American baseball player (born 1971)

Benny Peter Agbayani, Jr. (/æɡbaɪˈɑːni/; born December 28, 1971) is an American former professional baseball player. He played in Major League Baseball (MLB) for the New York Mets, Colorado Rockies, and Boston Red Sox, and in Nippon Professional Baseball (NPB) for the Chiba Lotte Marines.

==Career==
===Minor leagues===
He was originally drafted by the California Angels in the 25th round of the 1992 amateur draft but did not sign. Agbayani was later drafted in the 30th round by the New York Mets on June 3, 1993. He became a local star at the Triple-A minor league team, the Norfolk Tides.

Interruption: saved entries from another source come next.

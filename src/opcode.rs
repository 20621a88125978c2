use std::fmt;

/// A decoded CHIP-8 instruction.
///
/// `x` and `y` are register indices, `nn` an 8-bit immediate, `nnn` a
/// 12-bit address and `n` the 4-bit sprite height.
#[derive(Debug, Clone, Copy, PartialEq, Eq)]
pub enum Opcode {
    /// (00e0) CLS clear the display
    Cls,
    /// (00ee) RET return from the current sub-routine
    Ret,
    /// (1nnn) JP jump to `nnn`
    Jump { nnn: u16 },
    /// (2nnn) CALL sub-routine at `nnn`
    Call { nnn: u16 },
    /// (3xnn) SE skip if `vx` equals `nn`
    SkipEqImm { x: u8, nn: u8 },
    /// (4xnn) SNE skip if `vx` does not equal `nn`
    SkipNeImm { x: u8, nn: u8 },
    /// (5xy0) SE skip if `vx` equals `vy`
    SkipEqReg { x: u8, y: u8 },
    /// (6xnn) LD `vx` = `nn`
    LoadImm { x: u8, nn: u8 },
    /// (7xnn) ADD `vx` += `nn`, no carry
    AddImm { x: u8, nn: u8 },
    /// (8xy0) LD `vx` = `vy`
    Move { x: u8, y: u8 },
    /// (8xy1) OR
    Or { x: u8, y: u8 },
    /// (8xy2) AND
    And { x: u8, y: u8 },
    /// (8xy3) XOR
    Xor { x: u8, y: u8 },
    /// (8xy4) ADD with carry into `vf`
    AddReg { x: u8, y: u8 },
    /// (8xy5) SUB `vx` - `vy`, `vf` = no borrow
    Sub { x: u8, y: u8 },
    /// (8xy6) SHR, `vf` = shifted-out bit
    ShiftRight { x: u8, y: u8 },
    /// (8xy7) SUBN `vy` - `vx`, `vf` = no borrow
    SubReverse { x: u8, y: u8 },
    /// (8xye) SHL, `vf` = shifted-out bit
    ShiftLeft { x: u8, y: u8 },
    /// (9xy0) SNE skip if `vx` does not equal `vy`
    SkipNeReg { x: u8, y: u8 },
    /// (annn) LD I = `nnn`
    LoadIndex { nnn: u16 },
    /// (bnnn) JP with offset; which register is added depends on quirks
    JumpOffset { x: u8, nnn: u16 },
    /// (cxnn) RND `vx` = random & `nn`
    Random { x: u8, nn: u8 },
    /// (dxyn) DRW `n`-row sprite at (`vx`, `vy`)
    Draw { x: u8, y: u8, n: u8 },
    /// (ex9e) SKP skip if key `vx` is down
    SkipKeyDown { x: u8 },
    /// (exa1) SKNP skip if key `vx` is up
    SkipKeyUp { x: u8 },
    /// (fx07) LD `vx` = delay timer
    ReadDelay { x: u8 },
    /// (fx0a) LD `vx` = key, re-polled until one is down
    WaitKey { x: u8 },
    /// (fx15) LD delay timer = `vx`
    SetDelay { x: u8 },
    /// (fx18) LD sound timer = `vx`
    SetSound { x: u8 },
    /// (fx1e) ADD I += `vx`
    AddIndex { x: u8 },
    /// (fx29) LD I = glyph for the low nibble of `vx`
    FontChar { x: u8 },
    /// (fx33) BCD of `vx` at I..I+3
    Bcd { x: u8 },
    /// (fx55) store `v0..=vx` at I
    Store { x: u8 },
    /// (fx65) load `v0..=vx` from I
    Load { x: u8 },
    /// Anything else; executes as a no-op
    Unknown(u16),
}

impl Opcode {
    pub fn decode(opcode: u16) -> Self {
        // Var, Bit-length, Location,                  Description,
        // n    4           low byte, low nibble       Sprite height
        // x    4           high byte, low nibble      CPU register
        // y    4           low byte, high nibble      CPU register
        // c    4           high byte, high nibble     Opcode group
        // nn   8           low byte, both nibbles     Integer
        // nnn  12          high byte, low nibble      Memory address
        //                and low byte, both nibbles
        let c = ((opcode & 0xF000) >> 12) as u8;
        let x = ((opcode & 0x0F00) >> 8) as u8;
        let y = ((opcode & 0x00F0) >> 4) as u8;
        let n = (opcode & 0x000F) as u8;
        let nn = (opcode & 0x00FF) as u8;
        let nnn = opcode & 0x0FFF;

        match (c, x, y, n) {
            (0x0, 0x0, 0xE, 0x0) => Opcode::Cls,
            (0x0, 0x0, 0xE, 0xE) => Opcode::Ret,
            (0x1, _, _, _) => Opcode::Jump { nnn },
            (0x2, _, _, _) => Opcode::Call { nnn },
            (0x3, _, _, _) => Opcode::SkipEqImm { x, nn },
            (0x4, _, _, _) => Opcode::SkipNeImm { x, nn },
            (0x5, _, _, _) => Opcode::SkipEqReg { x, y },
            (0x6, _, _, _) => Opcode::LoadImm { x, nn },
            (0x7, _, _, _) => Opcode::AddImm { x, nn },
            (0x8, _, _, 0x0) => Opcode::Move { x, y },
            (0x8, _, _, 0x1) => Opcode::Or { x, y },
            (0x8, _, _, 0x2) => Opcode::And { x, y },
            (0x8, _, _, 0x3) => Opcode::Xor { x, y },
            (0x8, _, _, 0x4) => Opcode::AddReg { x, y },
            (0x8, _, _, 0x5) => Opcode::Sub { x, y },
            (0x8, _, _, 0x6) => Opcode::ShiftRight { x, y },
            (0x8, _, _, 0x7) => Opcode::SubReverse { x, y },
            (0x8, _, _, 0xE) => Opcode::ShiftLeft { x, y },
            (0x9, _, _, _) => Opcode::SkipNeReg { x, y },
            (0xA, _, _, _) => Opcode::LoadIndex { nnn },
            (0xB, _, _, _) => Opcode::JumpOffset { x, nnn },
            (0xC, _, _, _) => Opcode::Random { x, nn },
            (0xD, _, _, _) => Opcode::Draw { x, y, n },
            (0xE, _, 0x9, 0xE) => Opcode::SkipKeyDown { x },
            (0xE, _, 0xA, 0x1) => Opcode::SkipKeyUp { x },
            (0xF, _, 0x0, 0x7) => Opcode::ReadDelay { x },
            (0xF, _, 0x0, 0xA) => Opcode::WaitKey { x },
            (0xF, _, 0x1, 0x5) => Opcode::SetDelay { x },
            (0xF, _, 0x1, 0x8) => Opcode::SetSound { x },
            (0xF, _, 0x1, 0xE) => Opcode::AddIndex { x },
            (0xF, _, 0x2, 0x9) => Opcode::FontChar { x },
            (0xF, _, 0x3, 0x3) => Opcode::Bcd { x },
            (0xF, _, 0x5, 0x5) => Opcode::Store { x },
            (0xF, _, 0x6, 0x5) => Opcode::Load { x },
            _ => Opcode::Unknown(opcode),
        }
    }
}

impl fmt::Display for Opcode {
    fn fmt(&self, f: &mut fmt::Formatter<'_>) -> fmt::Result {
        match *self {
            Opcode::Cls => write!(f, "CLS"),
            Opcode::Ret => write!(f, "RET"),
            Opcode::Jump { nnn } => write!(f, "JP {:#05x}", nnn),
            Opcode::Call { nnn } => write!(f, "CALL {:#05x}", nnn),
            Opcode::SkipEqImm { x, nn } => write!(f, "SE V{:X}, {:#04x}", x, nn),
            Opcode::SkipNeImm { x, nn } => write!(f, "SNE V{:X}, {:#04x}", x, nn),
            Opcode::SkipEqReg { x, y } => write!(f, "SE V{:X}, V{:X}", x, y),
            Opcode::LoadImm { x, nn } => write!(f, "LD V{:X}, {:#04x}", x, nn),
            Opcode::AddImm { x, nn } => write!(f, "ADD V{:X}, {:#04x}", x, nn),
            Opcode::Move { x, y } => write!(f, "LD V{:X}, V{:X}", x, y),
            Opcode::Or { x, y } => write!(f, "OR V{:X}, V{:X}", x, y),
            Opcode::And { x, y } => write!(f, "AND V{:X}, V{:X}", x, y),
            Opcode::Xor { x, y } => write!(f, "XOR V{:X}, V{:X}", x, y),
            Opcode::AddReg { x, y } => write!(f, "ADD V{:X}, V{:X}", x, y),
            Opcode::Sub { x, y } => write!(f, "SUB V{:X}, V{:X}", x, y),
            Opcode::ShiftRight { x, y } => write!(f, "SHR V{:X}, V{:X}", x, y),
            Opcode::SubReverse { x, y } => write!(f, "SUBN V{:X}, V{:X}", x, y),
            Opcode::ShiftLeft { x, y } => write!(f, "SHL V{:X}, V{:X}", x, y),
            Opcode::SkipNeReg { x, y } => write!(f, "SNE V{:X}, V{:X}", x, y),
            Opcode::LoadIndex { nnn } => write!(f, "LD I, {:#05x}", nnn),
            Opcode::JumpOffset { nnn, .. } => write!(f, "JP V0/VX, {:#05x}", nnn),
            Opcode::Random { x, nn } => write!(f, "RND V{:X}, {:#04x}", x, nn),
            Opcode::Draw { x, y, n } => write!(f, "DRW V{:X}, V{:X}, {}", x, y, n),
            Opcode::SkipKeyDown { x } => write!(f, "SKP V{:X}", x),
            Opcode::SkipKeyUp { x } => write!(f, "SKNP V{:X}", x),
            Opcode::ReadDelay { x } => write!(f, "LD V{:X}, DT", x),
            Opcode::WaitKey { x } => write!(f, "LD V{:X}, K", x),
            Opcode::SetDelay { x } => write!(f, "LD DT, V{:X}", x),
            Opcode::SetSound { x } => write!(f, "LD ST, V{:X}", x),
            Opcode::AddIndex { x } => write!(f, "ADD I, V{:X}", x),
            Opcode::FontChar { x } => write!(f, "LD F, V{:X}", x),
            Opcode::Bcd { x } => write!(f, "LD B, V{:X}", x),
            Opcode::Store { x } => write!(f, "LD [I], V{:X}", x),
            Opcode::Load { x } => write!(f, "LD V{:X}, [I]", x),
            Opcode::Unknown(word) => write!(f, "??? {:04x}", word),
        }
    }
}

#[cfg(test)]
mod tests {
    use super::*;

    #[test]
    fn decodes_operand_fields() {
        assert_eq!(Opcode::decode(0x1ABC), Opcode::Jump { nnn: 0xABC });
        assert_eq!(Opcode::decode(0x3A42), Opcode::SkipEqImm { x: 0xA, nn: 0x42 });
        assert_eq!(Opcode::decode(0xD125), Opcode::Draw { x: 1, y: 2, n: 5 });
        assert_eq!(Opcode::decode(0xB3FF), Opcode::JumpOffset { x: 3, nnn: 0x3FF });
        assert_eq!(Opcode::decode(0xF733), Opcode::Bcd { x: 7 });
    }

    #[test]
    fn arithmetic_family_uses_low_nibble() {
        assert_eq!(Opcode::decode(0x8014), Opcode::AddReg { x: 0, y: 1 });
        assert_eq!(Opcode::decode(0x8AB6), Opcode::ShiftRight { x: 0xA, y: 0xB });
        assert_eq!(Opcode::decode(0x812E), Opcode::ShiftLeft { x: 1, y: 2 });
        assert_eq!(Opcode::decode(0x8128), Opcode::Unknown(0x8128));
    }

    #[test]
    fn unlisted_encodings_are_unknown() {
        for word in [0x0000, 0x0123, 0x00E1, 0xE19F, 0xF0FF, 0xF10B] {
            assert_eq!(Opcode::decode(word), Opcode::Unknown(word));
        }
    }

    #[test]
    fn register_compare_ignores_low_nibble() {
        assert_eq!(Opcode::decode(0x5121), Opcode::SkipEqReg { x: 1, y: 2 });
        assert_eq!(Opcode::decode(0x9120), Opcode::SkipNeReg { x: 1, y: 2 });
    }

    #[test]
    fn display_is_readable() {
        assert_eq!(Opcode::decode(0x6A0F).to_string(), "LD VA, 0x0f");
        assert_eq!(Opcode::decode(0x00EE).to_string(), "RET");
    }
}
use crate::error::Error;

pub const STACK_DEPTH: usize = 16;

/// Return-address stack used by CALL (2nnn) and RET (00ee)
#[derive(Default)]
pub struct CallStack {
    frames: [u16; STACK_DEPTH],
    stack_pointer: usize,
}

impl CallStack {
    pub fn push(&mut self, addr: u16) -> Result<(), Error> {
        if self.stack_pointer == STACK_DEPTH {
            return Err(Error::StackOverflow(addr));
        }

        self.frames[self.stack_pointer] = addr;
        self.stack_pointer += 1;
        Ok(())
    }

    pub fn pop(&mut self) -> Result<u16, Error> {
        if self.stack_pointer == 0 {
            return Err(Error::StackUnderflow);
        }

        self.stack_pointer -= 1;
        Ok(self.frames[self.stack_pointer])
    }

    #[cfg(test)]
    pub fn len(&self) -> usize {
        self.stack_pointer
    }

    #[cfg(test)]
    pub fn is_empty(&self) -> bool {
        self.stack_pointer == 0
    }

    pub fn clear(&mut self) {
        self.frames = [0; STACK_DEPTH];
        self.stack_pointer = 0;
    }
}

#[cfg(test)]
mod tests {
    use super::*;

    #[test]
    fn push_pop_is_lifo() -> Result<(), Error> {
        let mut stack = CallStack::default();
        stack.push(0x202)?;
        stack.push(0x30A)?;

        assert_eq!(stack.pop()?, 0x30A);
        assert_eq!(stack.pop()?, 0x202);
        assert!(stack.is_empty());
        Ok(())
    }

    #[test]
    fn seventeenth_push_overflows() -> Result<(), Error> {
        let mut stack = CallStack::default();
        for i in 0..STACK_DEPTH as u16 {
            stack.push(0x200 + i * 2)?;
        }

        assert!(matches!(stack.push(0x400), Err(Error::StackOverflow(0x400))));
        assert_eq!(stack.len(), STACK_DEPTH);
        Ok(())
    }

    #[test]
    fn pop_on_empty_underflows() {
        let mut stack = CallStack::default();
        assert!(matches!(stack.pop(), Err(Error::StackUnderflow)));
    }
}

As a minor league player in the spring of 1995, Agbayani was on a 40-man MLB roster as a replacement player during the 1994–95 Major League Baseball strike. For this reason, he is not allowed union membership.

===New York Mets===
Agbayani made his major league debut with the New York Mets on June 17, 1998, as part of an 8th-inning double-switch in which he defensively replaced center fielder Butch Huskey during a 5–4 loss to the Montreal Expos. He made his first start and picked up his first big league hit on June 19. Agbayani led off the bottom of the first inning by singling to second base off Florida Marlins pitcher Brian Meadows.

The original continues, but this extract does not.